Naukan (Naukan: Nuvuqaq; Наукан, Yupik: нывукак "Soddy", Nuvuqaq, Nuuġaq) is a deserted Yupik village on Cape Dezhnev, Russia. Prior to 1958, it was the easternmost settlement in the Eurasian continent. This distinction is now held by the Russian village Uelen in the Chukotsky District, roughly 16 km to the northwest.

== History ==
Naukan was founded in the 14th century. In 1648, Semyon Dezhnev reached Naukan, which is commemorated by a monument bust located on Mount Ingegruk. Other monuments situated in Naukan include a wooden cross built in 1910 at the lighthouse and a monument by the architect B. K. Semenenko built in 1956.

The settlement was disbanded in 1958 as part of an enlargement campaign in rural areas. Those living there were Yupik Inuit who spoke Naukan. Before the eviction of the indigenous people occurred, approximately 400 people lived in the village.
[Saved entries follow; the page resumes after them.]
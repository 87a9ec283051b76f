//! Answer Engine seam: the external collaborator that turns a conversation
//! context into an assistant reply, whole or as a stream of increments.

use async_trait::async_trait;
use serde::{Deserialize, Serialize};
use thiserror::Error;
use tokio::sync::mpsc;

use crate::error::VeraError;
use crate::types::Role;

pub type EngineResult<T> = Result<T, EngineError>;

/// Text increments of one answer, in order. Dropping the receiver abandons the stream.
pub type AnswerStream = mpsc::Receiver<EngineResult<String>>;

#[derive(Error, Debug)]
pub enum EngineError {
    #[error("engine timed out")]
    Timeout,
    #[error("engine request failed: {0}")]
    Http(String),
    #[error("engine returned {status}: {body}")]
    Api { status: u16, body: String },
    #[error("could not decode engine response: {0}")]
    Decode(String),
    #[error("engine misconfigured: {0}")]
    Config(String),
    #[error("engine stream interrupted: {0}")]
    Interrupted(String),
}

impl From<EngineError> for VeraError {
    fn from(err: EngineError) -> Self {
        match err {
            EngineError::Timeout => VeraError::upstream_timeout(err.to_string()),
            other => VeraError::upstream_failure(other.to_string()),
        }
    }
}

/// One turn of the context handed to the engine.
#[derive(Debug, Clone, PartialEq, Eq, Serialize, Deserialize)]
pub struct ChatTurn {
    pub role: Role,
    pub content: String,
}

impl ChatTurn {
    pub fn new(role: Role, content: impl Into<String>) -> Self {
        Self {
            role,
            content: content.into(),
        }
    }
}

#[derive(Debug, Clone, PartialEq, Eq)]
pub struct AnswerRequest {
    pub model: String,
    pub turns: Vec<ChatTurn>,
}

/// Source reference attached to an answer by retrieval-backed engines.
#[derive(Debug, Clone, PartialEq, Eq, Serialize, Deserialize)]
pub struct Citation {
    pub source: String,
    #[serde(default)]
    pub chunk_id: Option<String>,
}

#[derive(Debug, Clone, PartialEq, Eq, Default)]
pub struct Answer {
    pub text: String,
    pub citations: Vec<Citation>,
}

#[async_trait]
pub trait AnswerEngine: Send + Sync {
    fn name(&self) -> &str;

    /// Produce a complete answer for `request`.
    async fn answer(&self, request: AnswerRequest) -> EngineResult<Answer>;

    /// Produce the answer as ordered text increments.
    async fn stream(&self, request: AnswerRequest) -> EngineResult<AnswerStream>;
}
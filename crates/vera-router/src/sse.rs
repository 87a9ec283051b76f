//! Incremental decoder for OpenAI-style server-sent events.

use serde::Deserialize;

#[derive(Deserialize, Debug)]
struct StreamChunk {
    #[serde(default)]
    choices: Vec<StreamChoice>,
}

#[derive(Deserialize, Debug)]
struct StreamChoice {
    #[serde(default)]
    delta: StreamDelta,
}

#[derive(Deserialize, Debug, Default)]
struct StreamDelta {
    #[serde(default)]
    content: Option<String>,
}

/// What one complete `data:` line carried.
#[derive(Debug, Clone, PartialEq, Eq)]
pub enum SseEvent {
    Text(String),
    Done,
}

/// Buffers raw bytes and yields content deltas as whole lines arrive.
///
/// Bytes are buffered before UTF-8 decoding so multi-byte characters split
/// across network reads survive intact.
#[derive(Debug, Default)]
pub struct SseDecoder {
    buffer: Vec<u8>,
}

impl SseDecoder {
    pub fn new() -> Self {
        Self::default()
    }

    pub fn push(&mut self, bytes: &[u8]) -> Vec<SseEvent> {
        self.buffer.extend_from_slice(bytes);
        let mut out = Vec::new();
        while let Some(pos) = self.buffer.iter().position(|b| *b == b'\n') {
            let line: Vec<u8> = self.buffer.drain(..=pos).collect();
            let line = String::from_utf8_lossy(&line);
            if let Some(event) = Self::decode_line(line.trim()) {
                out.push(event);
            }
        }
        out
    }

    fn decode_line(line: &str) -> Option<SseEvent> {
        let data = line.strip_prefix("data:")?.trim_start();
        if data == "[DONE]" {
            return Some(SseEvent::Done);
        }
        match serde_json::from_str::<StreamChunk>(data) {
            Ok(chunk) => chunk
                .choices
                .into_iter()
                .next()
                .and_then(|c| c.delta.content)
                .filter(|c| !c.is_empty())
                .map(SseEvent::Text),
            Err(e) => {
                tracing::debug!(target: "vera::engine", error = %e, data, "Skipping unparseable SSE line");
                None
            }
        }
    }
}
//! Domain records: research identities, sessions, messages and history pages.

use chrono::{DateTime, Utc};
use serde::{Deserialize, Serialize};
use std::fmt;
use std::str::FromStr;

use crate::error::VeraError;

/// Speaker of a single conversation turn.
#[derive(Debug, Clone, Copy, PartialEq, Eq, Hash, Serialize, Deserialize)]
#[serde(rename_all = "lowercase")]
pub enum Role {
    User,
    Assistant,
    System,
}

impl Role {
    pub fn as_str(&self) -> &'static str {
        match self {
            Role::User => "user",
            Role::Assistant => "assistant",
            Role::System => "system",
        }
    }
}

impl fmt::Display for Role {
    fn fmt(&self, f: &mut fmt::Formatter<'_>) -> fmt::Result {
        f.write_str(self.as_str())
    }
}

impl FromStr for Role {
    type Err = VeraError;

    fn from_str(s: &str) -> Result<Self, Self::Err> {
        match s.trim().to_ascii_lowercase().as_str() {
            "user" => Ok(Role::User),
            "assistant" => Ok(Role::Assistant),
            "system" => Ok(Role::System),
            other => Err(VeraError::InvalidArgument(format!("unknown role '{}'", other))),
        }
    }
}

/// An authorized caller ("research ID").
#[derive(Debug, Clone, PartialEq, Eq, Serialize, Deserialize)]
pub struct Identity {
    pub research_id: String,
    pub is_active: bool,
    pub created_at: DateTime<Utc>,
    pub notes: Option<String>,
}

/// Bookkeeping row for one issued bearer token.
#[derive(Debug, Clone, PartialEq, Eq, Serialize, Deserialize)]
pub struct SessionRecord {
    pub token_id: String,
    pub research_id: String,
    pub created_at: DateTime<Utc>,
    pub last_active: DateTime<Utc>,
    pub ip_address: Option<String>,
    pub user_agent: Option<String>,
}

/// Where a login came from. Both fields are free-form and optional.
#[derive(Debug, Clone, Default, PartialEq, Eq)]
pub struct Origin {
    pub ip_address: Option<String>,
    pub user_agent: Option<String>,
}

/// Correlation identifiers for turns captured by an external voice provider.
#[derive(Debug, Clone, Default, PartialEq, Eq, Serialize, Deserialize)]
pub struct ProviderMeta {
    pub provider: String,
    #[serde(default)]
    pub conversation_id: Option<String>,
    #[serde(default)]
    pub message_id: Option<String>,
}

/// One persisted turn.
#[derive(Debug, Clone, PartialEq, Eq, Serialize, Deserialize)]
pub struct Message {
    pub id: i64,
    pub research_id: String,
    pub conversation_id: String,
    pub timestamp: DateTime<Utc>,
    pub role: Role,
    pub content: String,
    pub model_used: Option<String>,
    pub audio_url: Option<String>,
    pub provider: Option<ProviderMeta>,
}

/// A message about to be appended to the ledger.
#[derive(Debug, Clone, PartialEq, Eq)]
pub struct NewMessage {
    pub research_id: String,
    pub conversation_id: String,
    pub role: Role,
    pub content: String,
    pub model_used: Option<String>,
    pub audio_url: Option<String>,
    pub provider: Option<ProviderMeta>,
}

impl NewMessage {
    pub fn new(
        research_id: impl Into<String>,
        conversation_id: impl Into<String>,
        role: Role,
        content: impl Into<String>,
    ) -> Self {
        Self {
            research_id: research_id.into(),
            conversation_id: conversation_id.into(),
            role,
            content: content.into(),
            model_used: None,
            audio_url: None,
            provider: None,
        }
    }

    pub fn with_model(mut self, model: impl Into<String>) -> Self {
        self.model_used = Some(model.into());
        self
    }

    pub fn with_audio(mut self, audio_url: Option<String>) -> Self {
        self.audio_url = audio_url;
        self
    }

    pub fn with_provider(mut self, provider: Option<ProviderMeta>) -> Self {
        self.provider = provider;
        self
    }
}

/// A page of history plus the unpaged match count.
#[derive(Debug, Clone, PartialEq, Eq, Serialize, Deserialize)]
pub struct HistoryPage {
    pub messages: Vec<Message>,
    pub total: u64,
}

/// Recorded acknowledgment of the research disclaimer.
#[derive(Debug, Clone, PartialEq, Eq, Serialize, Deserialize)]
pub struct DisclaimerAck {
    pub research_id: String,
    pub acknowledged_at: DateTime<Utc>,
    pub ip_address: Option<String>,
    pub disclaimer_version: String,
}

/// Generates a conversation identifier: `conv_<YYYYMMDDHHMMSS>_<8 hex>`.
///
/// The ledger treats the result as opaque; the random suffix keeps ids unique
/// when one caller opens several conversations within the same second.
pub fn new_conversation_id(now: DateTime<Utc>) -> String {
    let suffix = uuid::Uuid::new_v4().simple().to_string();
    format!("conv_{}_{}", now.format("%Y%m%d%H%M%S"), &suffix[..8])
}

pub(crate) fn now_ms() -> i64 {
    Utc::now().timestamp_millis()
}

pub(crate) fn ms_to_datetime(ms: i64) -> DateTime<Utc> {
    DateTime::from_timestamp_millis(ms).unwrap_or_default()
}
The eviction of the inhabitants took place in 1954 in preparation for a possible military confrontation with the United States. The eviction formally ended on November 20, 1958.

The Naukan people were relocated, being partially settled in Chukchi, or moved to places with other Siberian Yupiks. Most of the Naukan people were relocated to the village of Nunyamo, which no longer exists. Today, there are Naukan families living in Chukchi settlements, such as Uelen, Lavrentiya, and Lorino; Siberian Yupik villages, such as Chaplino, Sireniki, and Uelkal; and in the cities of Anadyr, Magadan, and Vologda.